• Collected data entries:
----
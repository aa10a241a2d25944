// f90nmlrs/src/namelist/core.rs

//! Core Namelist struct and basic operations.

use super::writer::write_group;
use crate::error::{F90nmlError, Result};
use crate::fortran_types::FortranValue;
use crate::WriteOptions;
use linked_hash_map::LinkedHashMap;
use serde::{Deserialize, Serialize};
use std::fmt;
use std::io::Write;

/// An ordered mapping of names to Fortran values.
///
/// The same type represents a whole document (group names mapped to
/// groups, or to arrays of groups when a group is repeated) and a single
/// group (variable names mapped to values, nested groups being derived
/// types). Keys keep their insertion order; replacing the value of an
/// existing key keeps its position.
#[derive(Debug, Clone, Default, PartialEq, Serialize, Deserialize)]
#[serde(transparent)]
pub struct Namelist {
    entries: LinkedHashMap<String, FortranValue>,
}

impl Namelist {
    /// Create a new empty namelist.
    pub fn new() -> Self {
        Self {
            entries: LinkedHashMap::new(),
        }
    }

    /// Insert a value with automatic type conversion.
    pub fn insert<T: Into<FortranValue>>(&mut self, name: &str, value: T) -> &mut Self {
        self.insert_value(name, value.into());
        self
    }

    /// Insert a value, returning the value it replaced.
    pub fn insert_value(&mut self, name: &str, value: FortranValue) -> Option<FortranValue> {
        match self.entries.get_mut(name) {
            Some(slot) => Some(std::mem::replace(slot, value)),
            None => {
                self.entries.insert(name.to_string(), value);
                None
            }
        }
    }

    /// Get the group stored under `name`, creating it when missing.
    ///
    /// A non-group value already stored under `name` is replaced.
    pub fn insert_group(&mut self, name: &str) -> &mut Namelist {
        if !matches!(self.entries.get(name), Some(FortranValue::Group(_))) {
            self.insert_value(name, FortranValue::Group(Namelist::new()));
        }
        match self.entries.get_mut(name) {
            Some(FortranValue::Group(group)) => group,
            _ => unreachable!("group '{}' was just inserted", name),
        }
    }

    /// Append a group, turning an existing group of the same name into a
    /// repeated group array.
    pub fn push_group(&mut self, name: &str, group: Namelist) {
        match self.entries.get_mut(name) {
            Some(FortranValue::Array(values)) if values.iter().all(FortranValue::is_group) => {
                values.push(FortranValue::Group(group));
            }
            Some(slot @ FortranValue::Group(_)) => {
                let first = std::mem::replace(slot, FortranValue::Null);
                *slot = FortranValue::Array(vec![first, FortranValue::Group(group)]);
            }
            _ => {
                self.insert_value(name, FortranValue::Group(group));
            }
        }
    }

    /// Get a value by name.
    pub fn get(&self, name: &str) -> Option<&FortranValue> {
        self.entries.get(name)
    }

    /// Get a mutable reference to a value by name.
    pub fn get_mut(&mut self, name: &str) -> Option<&mut FortranValue> {
        self.entries.get_mut(name)
    }

    /// Get a group by name.
    pub fn get_group(&self, name: &str) -> Option<&Namelist> {
        match self.entries.get(name) {
            Some(FortranValue::Group(group)) => Some(group),
            _ => None,
        }
    }

    /// Get a mutable reference to a group by name.
    pub fn get_group_mut(&mut self, name: &str) -> Option<&mut Namelist> {
        self.entries.get_mut(name).and_then(FortranValue::as_group_mut)
    }

    /// Check if a key exists.
    pub fn contains_key(&self, name: &str) -> bool {
        self.entries.contains_key(name)
    }

    /// Remove a value by name.
    pub fn remove(&mut self, name: &str) -> Option<FortranValue> {
        self.entries.remove(name)
    }

    /// Keep only the entries for which `keep` returns true.
    pub fn retain<F: FnMut(&str, &FortranValue) -> bool>(&mut self, mut keep: F) {
        let dropped: Vec<String> = self
            .entries
            .iter()
            .filter(|(name, value)| !keep(name, value))
            .map(|(name, _)| name.clone())
            .collect();
        for name in dropped {
            self.entries.remove(&name);
        }
    }

    /// Get all keys in order.
    pub fn keys(&self) -> impl Iterator<Item = &String> {
        self.entries.keys()
    }

    /// Get an iterator over all entries in order.
    pub fn iter(&self) -> impl Iterator<Item = (&String, &FortranValue)> {
        self.entries.iter()
    }

    /// Get a mutable iterator over all entries in order.
    pub fn iter_mut(&mut self) -> impl Iterator<Item = (&String, &mut FortranValue)> {
        self.entries.iter_mut()
    }

    /// Remove all entries.
    pub fn clear(&mut self) {
        self.entries.clear();
    }

    /// Check if the namelist is empty.
    pub fn is_empty(&self) -> bool {
        self.entries.is_empty()
    }

    /// Get the number of entries.
    pub fn len(&self) -> usize {
        self.entries.len()
    }

    /// Convenience methods for getting typed values
    pub fn get_i64(&self, name: &str) -> Option<i64> {
        self.get(name)?.as_integer().ok()
    }

    pub fn get_f64(&self, name: &str) -> Option<f64> {
        self.get(name)?.as_real().ok()
    }

    pub fn get_bool(&self, name: &str) -> Option<bool> {
        self.get(name)?.as_logical().ok()
    }

    pub fn get_str(&self, name: &str) -> Option<&str> {
        self.get(name)?.as_character().ok()
    }

    /// Write every top-level group of this document.
    ///
    /// Top-level values must be groups or arrays of groups; a repeated
    /// group is written once per element, in order.
    pub fn write_groups<W: Write>(&self, writer: &mut W, options: &WriteOptions) -> Result<()> {
        let mut entries: Vec<_> = self.iter().collect();
        if options.sort_groups {
            entries.sort_by_key(|(name, _)| name.to_lowercase());
        }

        let mut first = true;
        for (name, value) in entries {
            let groups: Vec<&Namelist> = match value {
                FortranValue::Group(group) => vec![group],
                FortranValue::Array(values) if value.is_group_array() => {
                    values.iter().filter_map(|v| v.as_group().ok()).collect()
                }
                other => {
                    return Err(F90nmlError::invalid_format(
                        name.as_str(),
                        format!("top-level {} is not a namelist group", other.type_name())
                            .as_str(),
                    ))
                }
            };

            for group in groups {
                if !first {
                    writeln!(writer)?;
                }
                first = false;
                write_group(writer, name, group, options)?;
            }
        }
        Ok(())
    }

    /// Convert this document to a Fortran string representation.
    pub fn to_fortran_string(&self, options: &WriteOptions) -> Result<String> {
        let mut buffer = Vec::new();
        self.write_groups(&mut buffer, options)?;
        String::from_utf8(buffer).map_err(|e| F90nmlError::Io(e.to_string()))
    }
}

impl fmt::Display for Namelist {
    fn fmt(&self, f: &mut fmt::Formatter<'_>) -> fmt::Result {
        match self.to_fortran_string(&WriteOptions::default()) {
            Ok(s) => write!(f, "{}", s),
            Err(_) => write!(f, "<invalid namelist>"),
        }
    }
}

impl<K: Into<String>, V: Into<FortranValue>> FromIterator<(K, V)> for Namelist {
    fn from_iter<I: IntoIterator<Item = (K, V)>>(iter: I) -> Self {
        let mut namelist = Namelist::new();
        for (name, value) in iter {
            let name = name.into();
            namelist.insert_value(&name, value.into());
        }
        namelist
    }
}

impl IntoIterator for Namelist {
    type Item = (String, FortranValue);
    type IntoIter = linked_hash_map::IntoIter<String, FortranValue>;

    fn into_iter(self) -> Self::IntoIter {
        self.entries.into_iter()
    }
}

#[cfg(test)]
mod tests {
    use super::*;

    #[test]
    fn test_insert_preserves_position_on_replace() {
        let mut nml = Namelist::new();
        nml.insert("a", 1).insert("b", 2).insert("c", 3);
        let old = nml.insert_value("a", FortranValue::Integer(10));

        assert_eq!(old, Some(FortranValue::Integer(1)));
        let keys: Vec<_> = nml.keys().cloned().collect();
        assert_eq!(keys, vec!["a", "b", "c"]);
        assert_eq!(nml.get_i64("a"), Some(10));
    }

    #[test]
    fn test_insert_group_builder() {
        let mut nml = Namelist::new();
        nml.insert_group("control")
            .insert("calculation", "scf")
            .insert("tprnfor", true);
        nml.insert_group("control").insert("nstep", 50);

        let control = nml.get_group("control").unwrap();
        assert_eq!(control.get_str("calculation"), Some("scf"));
        assert_eq!(control.get_bool("tprnfor"), Some(true));
        assert_eq!(control.get_i64("nstep"), Some(50));
        assert_eq!(nml.len(), 1);
    }

    #[test]
    fn test_push_group_builds_group_array() {
        let mut nml = Namelist::new();
        let first: Namelist = [("x", 1)].into_iter().collect();
        let second: Namelist = [("x", 2)].into_iter().collect();
        nml.push_group("grp", first);
        assert!(nml.get("grp").unwrap().is_group());

        nml.push_group("grp", second);
        let value = nml.get("grp").unwrap();
        assert!(value.is_group_array());
        assert_eq!(value.as_array().unwrap().len(), 2);
    }

    #[test]
    fn test_retain() {
        let mut nml: Namelist = [("a", 1), ("b", 2), ("c", 3)].into_iter().collect();
        nml.retain(|name, _| name != "b");
        let keys: Vec<_> = nml.keys().cloned().collect();
        assert_eq!(keys, vec!["a", "c"]);
    }

    #[test]
    fn test_write_rejects_scalar_at_top_level() {
        let mut nml = Namelist::new();
        nml.insert("nstep", 3);
        let err = nml.to_fortran_string(&WriteOptions::default()).unwrap_err();
        assert!(matches!(err, F90nmlError::InvalidFormat { .. }));
    }

    #[test]
    fn test_write_repeated_groups() {
        let mut nml = Namelist::new();
        nml.push_group("grp", [("x", 1)].into_iter().collect());
        nml.push_group("grp", [("x", 2)].into_iter().collect());

        let output = nml.to_fortran_string(&WriteOptions::default()).unwrap();
        assert_eq!(output, "&grp\n    x = 1\n/\n\n&grp\n    x = 2\n/\n");
    }
}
----
Starting with the first line of the records, repeat every line up to and including the one containing "use std::io::Write;", and nothing else.

repository aa10a241a2d25944
// f90nmlrs/src/namelist/core.rs

//! Core Namelist struct and basic operations.

use super::writer::write_group;
use crate::error::{F90nmlError, Result};
use crate::fortran_types::FortranValue;
use crate::WriteOptions;
use linked_hash_map::LinkedHashMap;
use serde::{Deserialize, Serialize};
use std::fmt;
use std::io::Write;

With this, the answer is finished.